I felt like I'd just woken from a nap. A nap with a little sleet thrown in for good measure.

"Ow," was my first thought, my head throbbing. My second thought was, "Cats are the pentagons of the animal kingdom." I considered that for a moment and decided it wasn't pertinent to the situation. Which brought me back to, "Ow." To which I added, "Cold and wet."

I felt myself being lifted and realized I must have shut my eyes. I opened them with a snap and saw that, of all people, John was carrying me. I pondered that for a moment, and then added an exclamation point. John was carrying me! What was he doing here? Where was Jayden? Why wasn't I puking all over John?

One of my questions was answered as I saw Jayden run past us, to open the door of the Ice Cream Palace.

"Is she okay? You might have been shocked!" Jayden was saying.
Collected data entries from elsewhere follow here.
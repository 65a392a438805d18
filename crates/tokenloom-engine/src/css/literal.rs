//! Recognisers for CSS literals in token values.
//!
//! Values are tokenized with `cssparser` and accepted when they consist of a
//! single component value of the expected form. Math and variable functions
//! (`calc()`, `var()`, …) are accepted wherever a length or time is expected.

use cssparser::{ParseError, Parser, ParserInput, Token};

/// Units accepted for `dimension` tokens.
const LENGTH_UNITS: &[&str] = &[
    "px", "rem", "em", "ex", "ch", "cap", "ic", "lh", "rlh", "vw", "vh", "vmin", "vmax", "vi",
    "vb", "svw", "svh", "lvw", "lvh", "dvw", "dvh", "cqw", "cqh", "cqi", "cqb", "cqmin", "cqmax",
    "cm", "mm", "q", "in", "pt", "pc", "fr", "deg", "rad", "turn", "grad",
];

const TIME_UNITS: &[&str] = &["ms", "s"];

const MATH_FUNCTIONS: &[&str] = &[
    "calc", "min", "max", "clamp", "var", "env", "round", "abs", "sign",
];

const COLOR_FUNCTIONS: &[&str] = &[
    "rgb", "rgba", "hsl", "hsla", "hwb", "lab", "lch", "oklab", "oklch", "color", "color-mix",
    "light-dark", "var",
];

const NAMED_COLORS: &[&str] = &[
    "aliceblue", "antiquewhite", "aqua", "aquamarine", "azure", "beige", "bisque", "black",
    "blanchedalmond", "blue", "blueviolet", "brown", "burlywood", "cadetblue", "chartreuse",
    "chocolate", "coral", "cornflowerblue", "cornsilk", "crimson", "cyan", "darkblue",
    "darkcyan", "darkgoldenrod", "darkgray", "darkgreen", "darkgrey", "darkkhaki",
    "darkmagenta", "darkolivegreen", "darkorange", "darkorchid", "darkred", "darksalmon",
    "darkseagreen", "darkslateblue", "darkslategray", "darkslategrey", "darkturquoise",
    "darkviolet", "deeppink", "deepskyblue", "dimgray", "dimgrey", "dodgerblue", "firebrick",
    "floralwhite", "forestgreen", "fuchsia", "gainsboro", "ghostwhite", "gold", "goldenrod",
    "gray", "green", "greenyellow", "grey", "honeydew", "hotpink", "indianred", "indigo",
    "ivory", "khaki", "lavender", "lavenderblush", "lawngreen", "lemonchiffon", "lightblue",
    "lightcoral", "lightcyan", "lightgoldenrodyellow", "lightgray", "lightgreen", "lightgrey",
    "lightpink", "lightsalmon", "lightseagreen", "lightskyblue", "lightslategray",
    "lightslategrey", "lightsteelblue", "lightyellow", "lime", "limegreen", "linen", "magenta",
    "maroon", "mediumaquamarine", "mediumblue", "mediumorchid", "mediumpurple",
    "mediumseagreen", "mediumslateblue", "mediumspringgreen", "mediumturquoise",
    "mediumvioletred", "midnightblue", "mintcream", "mistyrose", "moccasin", "navajowhite",
    "navy", "oldlace", "olive", "olivedrab", "orange", "orangered", "orchid", "palegoldenrod",
    "palegreen", "paleturquoise", "palevioletred", "papayawhip", "peachpuff", "peru", "pink",
    "plum", "powderblue", "purple", "rebeccapurple", "red", "rosybrown", "royalblue",
    "saddlebrown", "salmon", "sandybrown", "seagreen", "seashell", "sienna", "silver",
    "skyblue", "slateblue", "slategray", "slategrey", "snow", "springgreen", "steelblue", "tan",
    "teal", "thistle", "tomato", "turquoise", "violet", "wheat", "white", "whitesmoke",
    "yellow", "yellowgreen", "transparent", "currentcolor",
];

/// Hex (3, 4, 6 or 8 digits), a named color, or a color function.
pub fn is_color(text: &str) -> bool {
    single_component(text, |token, parser| match token {
        Token::Hash(hex) | Token::IDHash(hex) => is_hex_digits(hex),
        Token::Ident(name) => NAMED_COLORS.iter().any(|n| name.eq_ignore_ascii_case(n)),
        Token::Function(name) => {
            is_one_of(name, COLOR_FUNCTIONS) && parser.parse_nested_block(skip_block).is_ok()
        }
        _ => false,
    })
}

/// A length (or angle/flex) with an accepted unit, a percentage, unitless
/// zero, or a math function.
pub fn is_dimension(text: &str) -> bool {
    single_component(text, |token, parser| match token {
        Token::Dimension { unit, .. } => is_one_of(unit, LENGTH_UNITS),
        Token::Percentage { .. } => true,
        Token::Number { value, .. } => *value == 0.0,
        Token::Function(name) => {
            is_one_of(name, MATH_FUNCTIONS) && parser.parse_nested_block(skip_block).is_ok()
        }
        _ => false,
    })
}

/// A time in `ms` or `s`, or a math function.
pub fn is_duration(text: &str) -> bool {
    single_component(text, |token, parser| match token {
        Token::Dimension { unit, .. } => is_one_of(unit, TIME_UNITS),
        Token::Function(name) => {
            is_one_of(name, MATH_FUNCTIONS) && parser.parse_nested_block(skip_block).is_ok()
        }
        _ => false,
    })
}

pub fn is_length_unit(unit: &str) -> bool {
    is_one_of(unit, LENGTH_UNITS) || unit == "%"
}

pub fn is_time_unit(unit: &str) -> bool {
    is_one_of(unit, TIME_UNITS)
}

/// Pixel equivalent of a `px`, `rem` or `em` length (1rem = 16px).
pub fn to_pixels(text: &str) -> Option<f64> {
    let mut input = ParserInput::new(text.trim());
    let mut parser = Parser::new(&mut input);
    let px = match parser.next().ok()?.clone() {
        Token::Dimension { value, unit, .. } => match unit.to_ascii_lowercase().as_str() {
            "px" => f64::from(value),
            "rem" | "em" => f64::from(value) * 16.0,
            _ => return None,
        },
        Token::Number { value, .. } if value == 0.0 => 0.0,
        _ => return None,
    };
    parser.is_exhausted().then_some(px)
}

/// Runs `check` on the first component value and requires nothing to follow.
fn single_component<F>(text: &str, check: F) -> bool
where
    F: for<'i, 't> FnOnce(&Token<'i>, &mut Parser<'i, 't>) -> bool,
{
    let mut input = ParserInput::new(text.trim());
    let mut parser = Parser::new(&mut input);
    let token = match parser.next() {
        Ok(token) => token.clone(),
        Err(_) => return false,
    };
    check(&token, &mut parser) && parser.is_exhausted()
}

fn skip_block<'i>(input: &mut Parser<'i, '_>) -> Result<(), ParseError<'i, ()>> {
    while input.next().is_ok() {}
    Ok(())
}

fn is_hex_digits(hex: &str) -> bool {
    matches!(hex.len(), 3 | 4 | 6 | 8) && hex.chars().all(|c| c.is_ascii_hexdigit())
}

fn is_one_of(name: &str, set: &[&str]) -> bool {
    set.iter().any(|candidate| name.eq_ignore_ascii_case(candidate))
}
John maneuvered me through the door and laid me on the bench of a booth. I sat up, holding onto the table, embarrassed.Ava's face swam into view, looking quite scared, for her. Jayden was kneeling in front of me.

"Dara, can you hear us? How do you feel?" he asked.

"I'm fine, I'm fine," I said, embarrassed at making such a scene. It came out, "Um fine, um fine."  My brain was playing hide and seek with my mouth.

I tried again. "I'm fine. But I don't know what happened." I felt someone pressing on the back of my head, feeling here and there in a confident manner. I still felt disoriented. At any moment the ice cream place would flip over and leave me dangling from the ceiling.

"I don't think you hit your head too hard," John said, coming back into view. "Probably no concussion. Can you remember your address?"

"Um, Rosemary Choate?" I asked, feeling clearer now, "Or Mexico? The only one I can think of is in Texas - 15906 Parkway Dr., Canton, TX."

"Well, I don't know if that's right but you sound lucid enough. Do you feel nauseated?" he asked.

I laughed out loud, couldn't help it. For the first time since I met John, I wasn't nauseated.  The laughter made my head throb again. Jayden looked confused and worried, probably thought I was really hurt.

"No, no, I feel fine now. My head doesn't even hurt." I had no idea why I felt fine though. John's presence alone should have guaranteed the contrary. "Is somebody gonna tell me what happened?"

Jayden shuddered, "You were struck by lightning, I think. I saw it hit the neon sign outside. You were a little behind us and your feet were in the water at the base of the sign. It must have ground out in the puddle and got you too. You just fell down. We were scared to step in the water..." he shot a glance at John, "but I guess it was safe after all. Are you sure you feel okay?"

"Yeah I feel fine now, seriously. Sorry for the big scene." I shrugged to my feet, shivering in my sodden clothes.

"Well, we'll get you back right away. The storm is letting up now," Jayden said, putting his arm around me. He reached up with his other hand to smooth my hair, "You look a little fried." My hair crackled with static when he touched me, despite being all wet, and he jerked his hand away from the shock.  "You definitely got a dose of electricity out there. Let's get you to Dr. Shammas."